In 1808, Dante's Divine Comedy was published for the first time in London in the original Italian; this work was one of two editions from that year, with no priority established (see Toynbee, 68). Zotti's was the first London-printed Divine Comedy with contextual commentary, and it was dedicated to three Englishwomen with an advanced knowledge of Italian: Augusta Fane, the Countess of Lonsdale; Frances Finch, third Countess of Dartmouth; and Mrs. Pilkington (Maria Elizabeth Gibbs). Their names also appear in the fourth volume's Nomi de' Signori Associati that is headed with the name of Queen Charlotte, and includes Signor Polidori, Margaret Mercer Elphinstone, John Kemble, the Misses Walpole and Charlotte Leveson Gower, Duchess of Beaufort. Zotti was the author of a popular Italian grammar and a former teacher of Italian to English girls; among the 119 women who made up the vast majority of the list, many are unmarried and likely include some number of Zotti's pupils.

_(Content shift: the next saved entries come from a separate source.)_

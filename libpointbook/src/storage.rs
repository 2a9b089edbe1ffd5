//! Durable key-value storage for snapshots
//!
//! The store controller only needs `get`/`set` by string key. Two backends
//! ship with the crate:
//!
//! - [`FileStore`]: one file per key in a data directory, written atomically
//!   (temporary file + rename).
//! - [`MemoryStore`]: in-process map with call counters and failure
//!   injection. It is compiled for all builds, not only tests, so
//!   integration tests and embedders can drive the store without a disk.
//!
//! # Example
//!
//! ```no_run
//! use libpointbook::storage::{FileStore, KeyValueStore};
//!
//! # async fn example() -> libpointbook::Result<()> {
//! let store = FileStore::new("/tmp/pointbook");
//! store.set("appState", r#"{"userPoints":1000}"#).await?;
//! assert!(store.get("appState").await?.is_some());
//! # Ok(())
//! # }
//! ```

use async_trait::async_trait;
use std::collections::HashMap;
use std::path::{Path, PathBuf};
use std::sync::atomic::{AtomicU64, Ordering};
use std::sync::{Arc, Mutex, MutexGuard, PoisonError};

use crate::error::{Result, StorageError};

/// Asynchronous string key-value storage
#[async_trait]
pub trait KeyValueStore: Send + Sync {
    /// Read the value stored under `key`, `None` if nothing is stored
    async fn get(&self, key: &str) -> Result<Option<String>>;

    /// Store `value` under `key`, replacing any previous value
    async fn set(&self, key: &str, value: &str) -> Result<()>;

    /// Delete the value under `key`; deleting a missing key succeeds
    async fn remove(&self, key: &str) -> Result<()>;
}

/// File-per-key storage rooted at a directory
///
/// The directory is created on first write.
#[derive(Debug)]
pub struct FileStore {
    dir: PathBuf,
    tmp_counter: AtomicU64,
}

impl FileStore {
    pub fn new(dir: impl Into<PathBuf>) -> Self {
        Self {
            dir: dir.into(),
            tmp_counter: AtomicU64::new(0),
        }
    }

    /// Directory holding the snapshot files
    pub fn dir(&self) -> &Path {
        &self.dir
    }

    /// File backing `key`
    ///
    /// Characters outside `[A-Za-z0-9._-]` are replaced with `_` so a key can
    /// never escape the data directory.
    pub fn path_for(&self, key: &str) -> PathBuf {
        let safe: String = key
            .chars()
            .map(|c| {
                if c.is_ascii_alphanumeric() || c == '-' || c == '_' || c == '.' {
                    c
                } else {
                    '_'
                }
            })
            .collect();
        let safe = safe.trim_start_matches('.');
        let name = if safe.is_empty() { "_" } else { safe };
        self.dir.join(format!("{}.json", name))
    }
}

#[async_trait]
impl KeyValueStore for FileStore {
    async fn get(&self, key: &str) -> Result<Option<String>> {
        match tokio::fs::read_to_string(self.path_for(key)).await {
            Ok(text) => Ok(Some(text)),
            Err(e) if e.kind() == std::io::ErrorKind::NotFound => Ok(None),
            Err(e) => Err(StorageError::Io(e).into()),
        }
    }

    async fn set(&self, key: &str, value: &str) -> Result<()> {
        tokio::fs::create_dir_all(&self.dir)
            .await
            .map_err(StorageError::Io)?;

        let target = self.path_for(key);
        let seq = self.tmp_counter.fetch_add(1, Ordering::Relaxed);
        let tmp = target.with_extension(format!("json.{}.tmp", seq));

        tokio::fs::write(&tmp, value.as_bytes())
            .await
            .map_err(StorageError::Io)?;

        if let Err(e) = tokio::fs::rename(&tmp, &target).await {
            let _ = tokio::fs::remove_file(&tmp).await;
            return Err(StorageError::Io(e).into());
        }
        Ok(())
    }

    async fn remove(&self, key: &str) -> Result<()> {
        match tokio::fs::remove_file(self.path_for(key)).await {
            Ok(()) => Ok(()),
            Err(e) if e.kind() == std::io::ErrorKind::NotFound => Ok(()),
            Err(e) => Err(StorageError::Io(e).into()),
        }
    }
}

#[derive(Debug, Default)]
struct MemoryInner {
    entries: HashMap<String, String>,
    fail_reads: bool,
    fail_writes: bool,
    get_calls: usize,
    set_calls: usize,
    /// Every successful write, oldest first
    writes: Vec<(String, String)>,
}

/// In-memory storage with instrumentation
///
/// Clones share the same map and counters.
#[derive(Debug, Clone, Default)]
pub struct MemoryStore {
    inner: Arc<Mutex<MemoryInner>>,
}

impl MemoryStore {
    pub fn new() -> Self {
        Self::default()
    }

    /// Storage pre-seeded with one entry
    pub fn with_entry(key: &str, value: &str) -> Self {
        let store = Self::new();
        store.lock().entries.insert(key.to_string(), value.to_string());
        store
    }

    /// Storage whose reads always fail
    pub fn failing_reads() -> Self {
        let store = Self::new();
        store.lock().fail_reads = true;
        store
    }

    /// Toggle write failures
    pub fn set_fail_writes(&self, fail: bool) {
        self.lock().fail_writes = fail;
    }

    /// Number of `get` calls so far, failed ones included
    pub fn get_count(&self) -> usize {
        self.lock().get_calls
    }

    /// Number of `set` calls so far, failed ones included
    pub fn set_count(&self) -> usize {
        self.lock().set_calls
    }

    /// Values written successfully under `key`, oldest first
    pub fn writes_for(&self, key: &str) -> Vec<String> {
        self.lock()
            .writes
            .iter()
            .filter(|(k, _)| k == key)
            .map(|(_, v)| v.clone())
            .collect()
    }

    /// Current value under `key` without counting as a read
    pub fn peek(&self, key: &str) -> Option<String> {
        self.lock().entries.get(key).cloned()
    }

    fn lock(&self) -> MutexGuard<'_, MemoryInner> {
        self.inner.lock().unwrap_or_else(PoisonError::into_inner)
    }
}

#[async_trait]
impl KeyValueStore for MemoryStore {
    async fn get(&self, key: &str) -> Result<Option<String>> {
        let mut inner = self.lock();
        inner.get_calls += 1;
        if inner.fail_reads {
            return Err(StorageError::Unavailable(format!("read of '{}' refused", key)).into());
        }
        Ok(inner.entries.get(key).cloned())
    }

    async fn set(&self, key: &str, value: &str) -> Result<()> {
        let mut inner = self.lock();
        inner.set_calls += 1;
        if inner.fail_writes {
            return Err(StorageError::Unavailable(format!("write of '{}' refused", key)).into());
        }
        inner.entries.insert(key.to_string(), value.to_string());
        inner.writes.push((key.to_string(), value.to_string()));
        Ok(())
    }

    async fn remove(&self, key: &str) -> Result<()> {
        self.lock().entries.remove(key);
        Ok(())
    }
}
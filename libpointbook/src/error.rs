//! Error types for Pointbook

use thiserror::Error;

pub type Result<T> = std::result::Result<T, PointbookError>;

#[derive(Error, Debug)]
pub enum PointbookError {
    #[error("Configuration error: {0}")]
    Config(#[from] ConfigError),

    #[error("Storage error: {0}")]
    Storage(#[from] StorageError),

    #[error("Snapshot error: {0}")]
    Snapshot(#[from] serde_json::Error),

    #[error("Invalid input: {0}")]
    InvalidInput(String),
}

impl PointbookError {
    /// Returns the appropriate exit code for this error
    pub fn exit_code(&self) -> i32 {
        match self {
            PointbookError::InvalidInput(_) => 3,
            PointbookError::Config(_) => 2,
            PointbookError::Storage(_) => 1,
            PointbookError::Snapshot(_) => 1,
        }
    }
}

#[derive(Error, Debug)]
pub enum ConfigError {
    #[error("Failed to read config file: {0}")]
    ReadError(#[from] std::io::Error),

    #[error("Failed to parse config: {0}")]
    ParseError(#[from] toml::de::Error),

    #[error("Invalid value: {0}")]
    InvalidValue(String),

    #[error("Missing required field: {0}")]
    MissingField(String),
}

#[derive(Error, Debug)]
pub enum StorageError {
    #[error("IO error: {0}")]
    Io(#[from] std::io::Error),

    #[error("Storage unavailable: {0}")]
    Unavailable(String),
}
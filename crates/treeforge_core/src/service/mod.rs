//! Core use-case services.
//!
//! # Responsibility
//! - Orchestrate store, template and workflow calls into creation use-cases.
//! - Keep callers decoupled from storage details.

pub mod audit;
pub mod creation_service;
pub mod workflow_context;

The preface suggests that the three dedicatees typified Zotti's intended readership: not scholars, but the well-educated, curious and cosmopolitan British reading public, primarily female, in need of linguistic help and desiring some historical and cultural context. The readers he anticipates are no experts, but neither will they be unfamiliar with Dante. It was essentially a schoolteacher's Dante: basic in some respects, inaccurate in others, but profoundly useful to that stratum of English society educated enough to read it, and it contributed significantly to the growing English familiarity with Dante in Romantic circles and among women in particular.
Condition Report
Light wear and bumping to all volumes, with occasional scuffing to edges.
Volume II with rear fly leaf lacking and rear fly leaf of volume I partially detached.
Light spotting to moiré endpapers.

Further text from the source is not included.